Fragoso – Certamente. Toda discussão corre o risco de cair em posições radicais que evitam, exatamente, a solução dos problemas. Nós somos miscigenados, porém existe de fato o racismo contra as pessoas de pele negra. Há o racismo, mas acho que estamos em um nível diferente do dos EUA, onde um senador pode ser eleito no sul tendo como plataforma a repressão violenta contra os negros. No Brasil, um político assim nunca seria eleito.

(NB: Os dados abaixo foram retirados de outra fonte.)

//! The 4-way set-associative, virtually-indexed cache (§3 "MMU state",
//! §4.B steps 3 and 8).
//!
//! 128 lines of 4 ways each, four 32-bit words per line: 8 KiB total,
//! matching `armmmu.h`'s `CACHE_SIZE`/`CACHE_BANKS`/`CACHE_LINES`.

use rand::Rng;

pub const CACHE_LINES: usize = 128;
pub const CACHE_WAYS: usize = 4;

const TAG_ADDR_MASK: u32 = 0xFFFF_FFF0;
const TAG_VALID_FLAG: u32 = 0x0000_0001;

#[derive(Debug, Clone, Copy, Default, PartialEq, Eq)]
struct Line {
    data: [u32; 4],
    tag: u32,
}

impl Line {
    const fn valid(self) -> bool {
        self.tag & TAG_VALID_FLAG != 0
    }
}

/// Set-associative cache. Each of `CACHE_LINES` sets holds `CACHE_WAYS`
/// independently tagged lines.
#[derive(Debug, Clone)]
pub struct Cache {
    sets: Box<[[Line; CACHE_WAYS]; CACHE_LINES]>,
}

impl Default for Cache {
    fn default() -> Self {
        Self::new()
    }
}

impl Cache {
    #[must_use]
    pub fn new() -> Self {
        Self {
            sets: Box::new([[Line::default(); CACHE_WAYS]; CACHE_LINES]),
        }
    }

    fn set_index(addr: u32) -> usize {
        ((addr >> 4) as usize) & (CACHE_LINES - 1)
    }

    /// Look up the word-aligned quadword containing `addr`. A line whose
    /// valid bit is clear is absent regardless of its tag (§3 invariant).
    #[must_use]
    pub fn lookup(&self, addr: u32) -> Option<u32> {
        let want = (addr & TAG_ADDR_MASK) | TAG_VALID_FLAG;
        let set = &self.sets[Self::set_index(addr)];
        set.iter()
            .find(|line| line.valid() && line.tag == want)
            .map(|line| line.data[((addr >> 2) & 3) as usize])
    }

    /// Overwrite the matching line's word in place, if present, without
    /// changing its tag (a cached write-through update, not an allocation).
    pub fn write_through(&mut self, addr: u32) -> Option<&mut u32> {
        let want = (addr & TAG_ADDR_MASK) | TAG_VALID_FLAG;
        let word_index = ((addr >> 2) & 3) as usize;
        let set = &mut self.sets[Self::set_index(addr)];
        set.iter_mut()
            .find(|line| line.valid() && line.tag == want)
            .map(|line| &mut line.data[word_index])
    }

    /// Pick a way to refill for `addr`: the first invalid way, or a
    /// uniformly random way if the set is full (§4.B step 8, confirmed
    /// against `armmmu.c: mmu_cache_alloc`'s `rand() % CACHE_BANKS`
    /// fallback).
    pub fn fill(&mut self, addr: u32, words: [u32; 4]) {
        let set = &mut self.sets[Self::set_index(addr)];
        let way = set
            .iter()
            .position(|line| !line.valid())
            .unwrap_or_else(|| rand::rng().random_range(0..CACHE_WAYS));
        set[way] = Line {
            data: words,
            tag: (addr & TAG_ADDR_MASK) | TAG_VALID_FLAG,
        };
    }

    pub fn invalidate_all(&mut self) {
        for set in self.sets.iter_mut() {
            for line in set.iter_mut() {
                line.tag = 0;
            }
        }
    }
}
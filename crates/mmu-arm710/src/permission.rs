//! Domain access and AP permission checks (§4.B steps 5-6).

use crate::control::Cp15Registers;
use crate::fault::Fault;
use crate::tlb::{Mapping, TlbEntry};

/// Table 8-2 "Interpreting AP bits": does this access pass under the given
/// AP value?
fn check_ap(regs: &Cp15Registers, ap: u32, user: bool, read: bool) -> bool {
    match ap {
        0 => read && ((regs.system() && !user) || regs.rom()),
        1 => !user,
        2 => read || !user,
        3 => true,
        _ => unreachable!("2-bit field"),
    }
}

/// Domain access control followed by, for client domains, the AP
/// permission check. `user` is true in USR/SYS mode.
pub fn check_access(
    regs: &mut Cp15Registers,
    virt_addr: u32,
    entry: TlbEntry,
    user: bool,
    read: bool,
) -> Result<(), Fault> {
    regs.last_domain = entry.domain;
    let access = (regs.domain_access_control >> (entry.domain * 2)) & 3;
    match access {
        0 | 2 => Err(Fault::SectionDomainFault),
        1 => {
            let ap = entry.ap_for(virt_addr);
            if check_ap(regs, ap, user, read) {
                Ok(())
            } else if entry.mapping == Mapping::Section {
                Err(Fault::SectionPermissionFault)
            } else {
                Err(Fault::SubpagePermissionFault)
            }
        }
        // Manager access: bypass the permission check entirely.
        _ => Ok(()),
    }
}

#[cfg(test)]
mod tests {
    use super::*;
    use cpu_arm710::CpuVariant;

    fn entry(ap: u32, domain: u8, mapping: Mapping) -> TlbEntry {
        TlbEntry {
            virt: 0,
            phys: 0,
            perms: (ap << 4) | 0x08,
            domain,
            mapping,
        }
    }

    #[test]
    fn manager_domain_bypasses_permission_check() {
        let mut regs = Cp15Registers::new(CpuVariant::ArmV3);
        regs.domain_access_control = 0b11; // domain 0 = manager
        let e = entry(0, 0, Mapping::Section);
        assert!(check_access(&mut regs, 0, e, true, false).is_ok());
    }

    #[test]
    fn client_domain_enforces_ap0_user_read_only_denied() {
        let mut regs = Cp15Registers::new(CpuVariant::ArmV3);
        regs.domain_access_control = 0b01; // domain 0 = client
        let e = entry(0, 0, Mapping::Section);
        assert_eq!(
            check_access(&mut regs, 0, e, true, true),
            Err(Fault::SectionPermissionFault)
        );
    }

    #[test]
    fn no_access_domain_faults() {
        let mut regs = Cp15Registers::new(CpuVariant::ArmV3);
        regs.domain_access_control = 0b00;
        let e = entry(3, 0, Mapping::Section);
        assert_eq!(
            check_access(&mut regs, 0, e, false, false),
            Err(Fault::SectionDomainFault)
        );
    }
}
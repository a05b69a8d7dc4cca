//! The `CoreBus` implementation: routes every core access through the
//! MMU, synthesises byte/half access over the word-granular translate
//! path, and keeps the cycle counters (§3, §4.D).
//!
//! The MMU is also installed as coprocessor 15 on the core itself (so
//! `MRC`/`MCR` can reach its registers), so it is shared with that slot
//! through an `Rc<RefCell<_>>` rather than owned outright by the bus.

use std::cell::RefCell;
use std::rc::Rc;

use cpu_arm710::{Abort, CoreBus, CycleKind, Size};
use mmu_arm710::{Fault, Mmu, PhysicalMemory};

pub type SharedMmu = Rc<RefCell<Mmu>>;

/// Sequential/non-sequential/internal/coprocessor cycle tallies plus
/// retired-instruction count (§3 "Observable state").
#[derive(Debug, Default, Clone, Copy)]
pub struct CycleCounters {
    pub sequential: u64,
    pub non_sequential: u64,
    pub internal: u64,
    pub coprocessor: u64,
    pub retired: u64,
}

impl CycleCounters {
    fn bump(&mut self, kind: CycleKind) {
        match kind {
            CycleKind::Sequential => self.sequential += 1,
            CycleKind::NonSequential => self.non_sequential += 1,
            CycleKind::Internal => self.internal += 1,
        }
    }
}

/// Wires a CPU core to an MMU and a physical bank dispatcher, in whatever
/// privilege mode the caller last told it the CPU is running in.
pub struct Bus<'a, M> {
    pub mmu: SharedMmu,
    pub mem: &'a mut M,
    pub counters: &'a mut CycleCounters,
    pub user_mode: bool,
    pub big_endian: bool,
}

fn fault_to_abort(fault: Fault) -> Abort {
    if fault.is_translation_fault() {
        Abort::Prefetch
    } else {
        Abort::Data
    }
}

impl<M: PhysicalMemory> Bus<'_, M> {
    fn read_word(&mut self, addr: u32) -> (u32, Abort) {
        let result = self
            .mmu
            .borrow_mut()
            .translate_read(addr, self.user_mode, self.mem);
        match result {
            Ok(word) => (word, Abort::None),
            Err(fault) => (0xFFFF_FFFF, fault_to_abort(fault)),
        }
    }

    fn write_word(&mut self, addr: u32, value: u32) -> Abort {
        let result = self
            .mmu
            .borrow_mut()
            .translate_write(addr, value, self.user_mode, self.mem);
        match result {
            Ok(()) => Abort::None,
            Err(fault) => fault_to_abort(fault),
        }
    }

    /// Bit shift into the enclosing word for a byte/half access, with the
    /// control register's big-endian bit reversing lane order within the
    /// word (§4.D).
    fn lane_shift(&self, addr: u32, size: Size) -> u32 {
        let byte_in_word = addr & 3;
        match size {
            Size::Word => 0,
            Size::Half => {
                let half_in_word = byte_in_word & 2;
                if self.big_endian {
                    (2 - half_in_word) * 8
                } else {
                    half_in_word * 8
                }
            }
            Size::Byte => {
                if self.big_endian {
                    (3 - byte_in_word) * 8
                } else {
                    byte_in_word * 8
                }
            }
        }
    }
}

impl<M: PhysicalMemory> CoreBus for Bus<'_, M> {
    fn fetch(&mut self, addr: u32, kind: CycleKind) -> (u32, Abort) {
        self.counters.bump(kind);
        self.read_word(addr & !3)
    }

    fn read(&mut self, addr: u32, size: Size, kind: CycleKind) -> (u32, Abort) {
        self.counters.bump(kind);
        let (word, abort) = self.read_word(addr & !3);
        if abort != Abort::None {
            return (word, abort);
        }
        let value = match size {
            Size::Word => word,
            Size::Half => {
                let shift = self.lane_shift(addr, Size::Half);
                (word >> shift) & 0xFFFF
            }
            Size::Byte => {
                let shift = self.lane_shift(addr, Size::Byte);
                (word >> shift) & 0xFF
            }
        };
        (value, Abort::None)
    }

    fn write(&mut self, addr: u32, size: Size, value: u32, kind: CycleKind) -> Abort {
        self.counters.bump(kind);
        let word_addr = addr & !3;
        match size {
            Size::Word => self.write_word(word_addr, value),
            Size::Half | Size::Byte => {
                let (current, abort) = self.read_word(word_addr);
                if abort != Abort::None {
                    return abort;
                }
                let (shift, mask) = match size {
                    Size::Half => (self.lane_shift(addr, Size::Half), 0xFFFFu32),
                    Size::Byte => (self.lane_shift(addr, Size::Byte), 0xFFu32),
                    Size::Word => unreachable!(),
                };
                let merged = (current & !(mask << shift)) | ((value & mask) << shift);
                self.write_word(word_addr, merged)
            }
        }
    }

    fn big_endian(&self) -> bool {
        self.big_endian
    }
}

#[cfg(test)]
mod tests {
    use super::*;
    use std::collections::HashMap;

    struct FlatMemory(HashMap<u32, u32>);

    impl PhysicalMemory for FlatMemory {
        fn read_phys_word(&mut self, phys_addr: u32) -> u32 {
            *self.0.get(&phys_addr).unwrap_or(&0xFFFF_FFFF)
        }
        fn write_phys_word(&mut self, phys_addr: u32, value: u32) {
            self.0.insert(phys_addr, value);
        }
    }

    fn bus<'a>(
        mmu: &SharedMmu,
        mem: &'a mut FlatMemory,
        counters: &'a mut CycleCounters,
    ) -> Bus<'a, FlatMemory> {
        Bus {
            mmu: Rc::clone(mmu),
            mem,
            counters,
            user_mode: false,
            big_endian: false,
        }
    }

    #[test]
    fn little_endian_byte_lanes() {
        let mmu: SharedMmu = Rc::new(RefCell::new(Mmu::new(cpu_arm710::CpuVariant::ArmV3)));
        let mut mem = FlatMemory(HashMap::new());
        mem.write_phys_word(0, 0x1122_3344);
        let mut counters = CycleCounters::default();
        let mut b = bus(&mmu, &mut mem, &mut counters);
        let (byte0, abort) = b.read(0, Size::Byte, CycleKind::NonSequential);
        assert_eq!(abort, Abort::None);
        assert_eq!(byte0, 0x44);
        let (byte3, _) = b.read(3, Size::Byte, CycleKind::NonSequential);
        assert_eq!(byte3, 0x11);
    }

    #[test]
    fn write_merges_into_enclosing_word() {
        let mmu: SharedMmu = Rc::new(RefCell::new(Mmu::new(cpu_arm710::CpuVariant::ArmV3)));
        let mut mem = FlatMemory(HashMap::new());
        mem.write_phys_word(0, 0xFFFF_FFFF);
        let mut counters = CycleCounters::default();
        let mut b = bus(&mmu, &mut mem, &mut counters);
        b.write(1, Size::Byte, 0x00, CycleKind::NonSequential);
        let (word, _) = b.read(0, Size::Word, CycleKind::NonSequential);
        assert_eq!(word, 0xFFFF_00FF);
    }

    #[test]
    fn counters_track_cycle_kinds() {
        let mmu: SharedMmu = Rc::new(RefCell::new(Mmu::new(cpu_arm710::CpuVariant::ArmV3)));
        let mut mem = FlatMemory(HashMap::new());
        let mut counters = CycleCounters::default();
        let mut b = bus(&mmu, &mut mem, &mut counters);
        b.fetch(0, CycleKind::NonSequential);
        b.read(0, Size::Word, CycleKind::Sequential);
        assert_eq!(counters.non_sequential, 1);
        assert_eq!(counters.sequential, 1);
    }
}
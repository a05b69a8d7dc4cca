//! General-purpose and banked register files.
//!
//! `R0..R15` are visible through [`Registers::r`]/[`Registers::set_r`]. The
//! banked registers for FIQ/IRQ/SVC/ABT/UND live in side arrays and are
//! swapped into the visible file on a mode switch ([`Registers::switch_mode`]).
//!
//! 26-bit ("alternate") mode reuses the same per-mode R13/R14 banks as
//! 32-bit mode — only the CPSR/PC encoding differs (see `psr.rs`). There is
//! no separate bank set for `USR26`/`FIQ26`/etc.

use crate::psr::Mode;

/// Program counter register index.
pub const PC: usize = 15;
/// Link register index.
pub const LR: usize = 14;
/// Stack pointer register index.
pub const SP: usize = 13;

#[derive(Debug, Clone, Copy, Default, PartialEq, Eq)]
struct Bank13_14 {
    r13: u32,
    r14: u32,
}

#[derive(Debug, Clone, Copy, Default, PartialEq, Eq)]
struct FiqBank {
    r8_12: [u32; 5],
    r13: u32,
    r14: u32,
}

/// The 16 general registers plus every mode's banked shadow copies.
#[derive(Debug, Clone, PartialEq, Eq)]
pub struct Registers {
    /// Currently-visible register file, `R0..R15`.
    r: [u32; 16],
    fiq_bank: FiqBank,
    irq_bank: Bank13_14,
    svc_bank: Bank13_14,
    abt_bank: Bank13_14,
    und_bank: Bank13_14,
    /// USR/SYS bank, used as the "home" bank and as the source/destination
    /// for user-bank register transfers (LDM/STM `^` without R15, §4.G.5).
    usr_bank: Bank13_14,
    usr_r8_12: [u32; 5],
}

impl Default for Registers {
    fn default() -> Self {
        Self::new()
    }
}

impl Registers {
    #[must_use]
    pub const fn new() -> Self {
        Self {
            r: [0; 16],
            fiq_bank: FiqBank {
                r8_12: [0; 5],
                r13: 0,
                r14: 0,
            },
            irq_bank: Bank13_14 { r13: 0, r14: 0 },
            svc_bank: Bank13_14 { r13: 0, r14: 0 },
            abt_bank: Bank13_14 { r13: 0, r14: 0 },
            und_bank: Bank13_14 { r13: 0, r14: 0 },
            usr_bank: Bank13_14 { r13: 0, r14: 0 },
            usr_r8_12: [0; 5],
        }
    }

    /// Read a register by index, *not* applying the PC pipeline offset.
    /// Callers that need the "PC as operand" behaviour use [`Cpu::operand_pc`].
    #[must_use]
    pub fn raw(&self, i: usize) -> u32 {
        self.r[i]
    }

    /// Write a register by index directly, bypassing any PC formatting.
    pub fn set_raw(&mut self, i: usize, value: u32) {
        self.r[i] = value;
    }

    /// Save the outgoing mode's R8-14 (R8-12 for FIQ only) and load the
    /// incoming mode's banked registers into the visible file. R0-R7 and
    /// R15 are never banked and are left untouched.
    pub fn switch_mode(&mut self, from: Mode, to: Mode) {
        if from == to {
            return;
        }
        self.save_bank(from);
        self.load_bank(to);
    }

    fn save_bank(&mut self, mode: Mode) {
        match mode {
            Mode::Usr | Mode::Sys => {
                self.usr_bank.r13 = self.r[13];
                self.usr_bank.r14 = self.r[14];
            }
            Mode::Fiq => {
                self.fiq_bank.r8_12.copy_from_slice(&self.r[8..13]);
                self.fiq_bank.r13 = self.r[13];
                self.fiq_bank.r14 = self.r[14];
            }
            Mode::Irq => {
                self.irq_bank.r13 = self.r[13];
                self.irq_bank.r14 = self.r[14];
            }
            Mode::Svc => {
                self.svc_bank.r13 = self.r[13];
                self.svc_bank.r14 = self.r[14];
            }
            Mode::Abt => {
                self.abt_bank.r13 = self.r[13];
                self.abt_bank.r14 = self.r[14];
            }
            Mode::Und => {
                self.und_bank.r13 = self.r[13];
                self.und_bank.r14 = self.r[14];
            }
        }
        // R8-12 are only banked in FIQ; leaving FIQ always restores the
        // shared (USR) R8-12 first via `usr_r8_12`.
        if mode == Mode::Fiq {
            return;
        }
        self.usr_r8_12.copy_from_slice(&self.r[8..13]);
    }

    fn load_bank(&mut self, mode: Mode) {
        match mode {
            Mode::Usr | Mode::Sys => {
                self.r[13] = self.usr_bank.r13;
                self.r[14] = self.usr_bank.r14;
                self.r[8..13].copy_from_slice(&self.usr_r8_12);
            }
            Mode::Fiq => {
                self.r[8..13].copy_from_slice(&self.fiq_bank.r8_12);
                self.r[13] = self.fiq_bank.r13;
                self.r[14] = self.fiq_bank.r14;
            }
            Mode::Irq => {
                self.r[13] = self.irq_bank.r13;
                self.r[14] = self.irq_bank.r14;
                self.r[8..13].copy_from_slice(&self.usr_r8_12);
            }
            Mode::Svc => {
                self.r[13] = self.svc_bank.r13;
                self.r[14] = self.svc_bank.r14;
                self.r[8..13].copy_from_slice(&self.usr_r8_12);
            }
            Mode::Abt => {
                self.r[13] = self.abt_bank.r13;
                self.r[14] = self.abt_bank.r14;
                self.r[8..13].copy_from_slice(&self.usr_r8_12);
            }
            Mode::Und => {
                self.r[13] = self.und_bank.r13;
                self.r[14] = self.und_bank.r14;
                self.r[8..13].copy_from_slice(&self.usr_r8_12);
            }
        }
    }

    /// Read a register in the given mode's bank without switching to it.
    /// Used by the exception controller to write a return address into
    /// `R14_<target mode>` before the mode switch happens (§4.I step 1).
    #[must_use]
    pub fn bank_lr(&self, mode: Mode, current: Mode) -> u32 {
        if mode == current {
            return self.r[14];
        }
        match mode {
            Mode::Usr | Mode::Sys => self.usr_bank.r14,
            Mode::Fiq => self.fiq_bank.r14,
            Mode::Irq => self.irq_bank.r14,
            Mode::Svc => self.svc_bank.r14,
            Mode::Abt => self.abt_bank.r14,
            Mode::Und => self.und_bank.r14,
        }
    }

    pub fn set_bank_lr(&mut self, mode: Mode, current: Mode, value: u32) {
        if mode == current {
            self.r[14] = value;
            return;
        }
        match mode {
            Mode::Usr | Mode::Sys => self.usr_bank.r14 = value,
            Mode::Fiq => self.fiq_bank.r14 = value,
            Mode::Irq => self.irq_bank.r14 = value,
            Mode::Svc => self.svc_bank.r14 = value,
            Mode::Abt => self.abt_bank.r14 = value,
            Mode::Und => self.und_bank.r14 = value,
        }
    }

    /// Reset all registers and banks to zero.
    pub fn reset(&mut self) {
        *self = Self::new();
    }
}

ISTOÉ – Além do marxismo, o sr. contesta um de seus produtos, a teoria da dependência. Por quê?


Fragoso – A teoria da dependência sofreu uma série de baixas. A primeira foi ainda nos anos 70, quando vários estudos mostraram que a Revolução Industrial dependeu pouco dos recursos vindos da periferia. Além disso, o Brasil está entre os maiores PIBs do mundo e sua importância é amplamente reconhecida. Assim como a Índia, a China e a Rússia. Essa nova conjuntura definitivamente joga por terra a idéia da dependência, até porque a teoria da dependência não vislumbrava uma situação como essa. Na minha juventude, várias vezes fui para a rua e apanhei por protestar contra o capital internacional, contra as multinacionais. Hoje em dia, esse dinheiro faz a alavancagem da nossa economia. Agora, há uma distribuição desigual, o que não tem necessariamente a ver com a influência de um poder externo.